The problem:
Go over the data and copy out each line with "CatalogSave" in it.
### Data for the task
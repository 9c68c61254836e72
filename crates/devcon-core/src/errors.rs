use thiserror::Error;

/// Result type alias using the structured error facility
pub type Result<T> = std::result::Result<T, ExError>;

// ========== Error Facility ==========

/// Canonical error kind taxonomy
///
/// Each kind maps to a stable error code usable for programmatic handling,
/// testing, and display in the console itself.
#[derive(Debug, Clone, Copy, PartialEq, Eq)]
pub enum ExErrorKind {
    // Catalog
    /// Catalog source absent or malformed
    CatalogLoad,
    /// Catalog destination unwritable
    CatalogSave,
    /// A catalog record violates the command naming rules
    InvalidCommand,
    /// File extension does not name a known catalog format
    UnsupportedFormat,

    // Configuration
    InvalidInput,

    // Integration/IO
    Io,
    Serialization,

    // Internal
    Internal,
}

impl ExErrorKind {
    /// Get the stable error code for this kind
    pub fn code(&self) -> &'static str {
        match self {
            ExErrorKind::CatalogLoad => "ERR_CATALOG_LOAD",
            ExErrorKind::CatalogSave => "ERR_CATALOG_SAVE",
            ExErrorKind::InvalidCommand => "ERR_INVALID_COMMAND",
            ExErrorKind::UnsupportedFormat => "ERR_UNSUPPORTED_FORMAT",
            ExErrorKind::InvalidInput => "ERR_INVALID_INPUT",
            ExErrorKind::Io => "ERR_IO",
            ExErrorKind::Serialization => "ERR_SERIALIZATION",
            ExErrorKind::Internal => "ERR_INTERNAL",
        }
    }
}

/// Canonical structured error type
///
/// Carries a classification for programmatic handling plus the context
/// needed to show the failure to an operator.
#[derive(Debug, Clone)]
pub struct ExError {
    kind: ExErrorKind,
    op: Option<String>,
    entity_id: Option<String>,
    message: String,
    source: Option<Box<ExError>>,
}

impl ExError {
    /// Create a new error with the specified kind
    pub fn new(kind: ExErrorKind) -> Self {
        Self {
            kind,
            op: None,
            entity_id: None,
            message: String::new(),
            source: None,
        }
    }

    /// Add operation context
    pub fn with_op(mut self, op: impl Into<String>) -> Self {
        self.op = Some(op.into());
        self
    }

    /// Add entity context (a command name or a catalog path)
    pub fn with_entity_id(mut self, id: impl Into<String>) -> Self {
        self.entity_id = Some(id.into());
        self
    }

    /// Add custom message
    pub fn with_message(mut self, message: impl Into<String>) -> Self {
        self.message = message.into();
        self
    }

    /// Add source error
    pub fn with_source(mut self, source: ExError) -> Self {
        self.source = Some(Box::new(source));
        self
    }

    /// Get the error kind
    pub fn kind(&self) -> ExErrorKind {
        self.kind
    }

    /// Get the stable error code
    pub fn code(&self) -> &'static str {
        self.kind.code()
    }

    /// Get the operation context, if any
    pub fn op(&self) -> Option<&str> {
        self.op.as_deref()
    }

    /// Get the entity context, if any
    pub fn entity_id(&self) -> Option<&str> {
        self.entity_id.as_deref()
    }

    /// Get the error message
    pub fn message(&self) -> &str {
        &self.message
    }

    /// Get the source error, if any
    pub fn source_error(&self) -> Option<&ExError> {
        self.source.as_deref()
    }
}

impl std::fmt::Display for ExError {
    fn fmt(&self, f: &mut std::fmt::Formatter<'_>) -> std::fmt::Result {
        write!(f, "[{}]", self.code())?;
        if let Some(op) = &self.op {
            write!(f, " in operation '{}'", op)?;
        }
        if !self.message.is_empty() {
            write!(f, ": {}", self.message)?;
        }
        if let Some(entity_id) = &self.entity_id {
            write!(f, " ({})", entity_id)?;
        }
        Ok(())
    }
}

impl std::error::Error for ExError {
    fn source(&self) -> Option<&(dyn std::error::Error + 'static)> {
        self.source
            .as_deref()
            .map(|e| e as &(dyn std::error::Error + 'static))
    }
}

// ========== End Error Facility ==========

/// Domain error taxonomy for console operations
#[derive(Error, Debug, Clone, PartialEq)]
pub enum ConsoleError {
    /// Catalog file does not exist or cannot be opened
    #[error("Catalog source not found: {path}")]
    CatalogSourceMissing { path: String },

    /// Catalog file exists but could not be decoded
    #[error("Catalog source is malformed: {path}: {reason}")]
    CatalogMalformed { path: String, reason: String },

    /// Catalog destination could not be written
    #[error("Catalog destination is not writable: {path}: {reason}")]
    CatalogUnwritable { path: String, reason: String },

    /// A command record has an unusable name
    #[error("Invalid command name {name:?}: {reason}")]
    InvalidCommandName { name: String, reason: String },

    /// File extension does not select a catalog format
    #[error("Unsupported catalog format: {path}")]
    UnsupportedFormat { path: String },

    /// Configuration could not be read or decoded
    #[error("Invalid configuration: {reason}")]
    InvalidConfig { reason: String },
}

impl From<ConsoleError> for ExError {
    fn from(err: ConsoleError) -> Self {
        let message = err.to_string();
        match err {
            ConsoleError::CatalogSourceMissing { path } => ExError::new(ExErrorKind::CatalogLoad)
                .with_op("catalog_load")
                .with_entity_id(path)
                .with_message(message),

            ConsoleError::CatalogMalformed { path, .. } => ExError::new(ExErrorKind::CatalogLoad)
                .with_op("catalog_load")
                .with_entity_id(path)
                .with_message(message),

            ConsoleError::CatalogUnwritable { path, .. } => {
                ExError::new(ExErrorKind::CatalogSave)
                    .with_op("catalog_save")
                    .with_entity_id(path)
                    .with_message(message)
            }

            ConsoleError::InvalidCommandName { name, .. } => {
                ExError::new(ExErrorKind::InvalidCommand)
                    .with_entity_id(name)
                    .with_message(message)
            }

            ConsoleError::UnsupportedFormat { path } => {
                ExError::new(ExErrorKind::UnsupportedFormat)
                    .with_entity_id(path)
                    .with_message(message)
            }

            ConsoleError::InvalidConfig { .. } => ExError::new(ExErrorKind::InvalidInput)
                .with_op("config_load")
                .with_message(message),
        }
    }
}

#[cfg(test)]
mod tests {
    use super::*;

    #[test]
    fn test_catalog_error_kind_codes() {
        let cases = [
            (ExErrorKind::CatalogLoad, "ERR_CATALOG_LOAD"),
            (ExErrorKind::CatalogSave, "ERR_CATALOG_SAVE"),
            (ExErrorKind::InvalidCommand, "ERR_INVALID_COMMAND"),
            (ExErrorKind::UnsupportedFormat, "ERR_UNSUPPORTED_FORMAT"),
        ];
        for (kind, expected_code) in cases {
            assert_eq!(kind.code(), expected_code, "Wrong code for {:?}", kind);
        }
    }

    #[test]
    fn test_source_chain_is_exposed() {
        use std::error::Error;

        let root = ExError::new(ExErrorKind::Io).with_message("permission denied");
        let err = ExError::new(ExErrorKind::CatalogSave).with_source(root);
        assert_eq!(err.source_error().map(|e| e.kind()), Some(ExErrorKind::Io));
        assert!(err.source().is_some());
    }

    #[test]
    fn test_display_includes_code_and_entity() {
        let err: ExError = ConsoleError::CatalogSourceMissing {
            path: "Commands.xml".to_string(),
        }
        .into();
        let shown = err.to_string();
        assert!(shown.starts_with("[ERR_CATALOG_LOAD]"));
        assert!(shown.contains("Commands.xml"));
    }
}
######
Solved problem:
    CatalogSave,
            ExErrorKind::CatalogSave => "ERR_CATALOG_SAVE",
                ExError::new(ExErrorKind::CatalogSave)
            (ExErrorKind::CatalogSave, "ERR_CATALOG_SAVE"),
        let err = ExError::new(ExErrorKind::CatalogSave).with_source(root);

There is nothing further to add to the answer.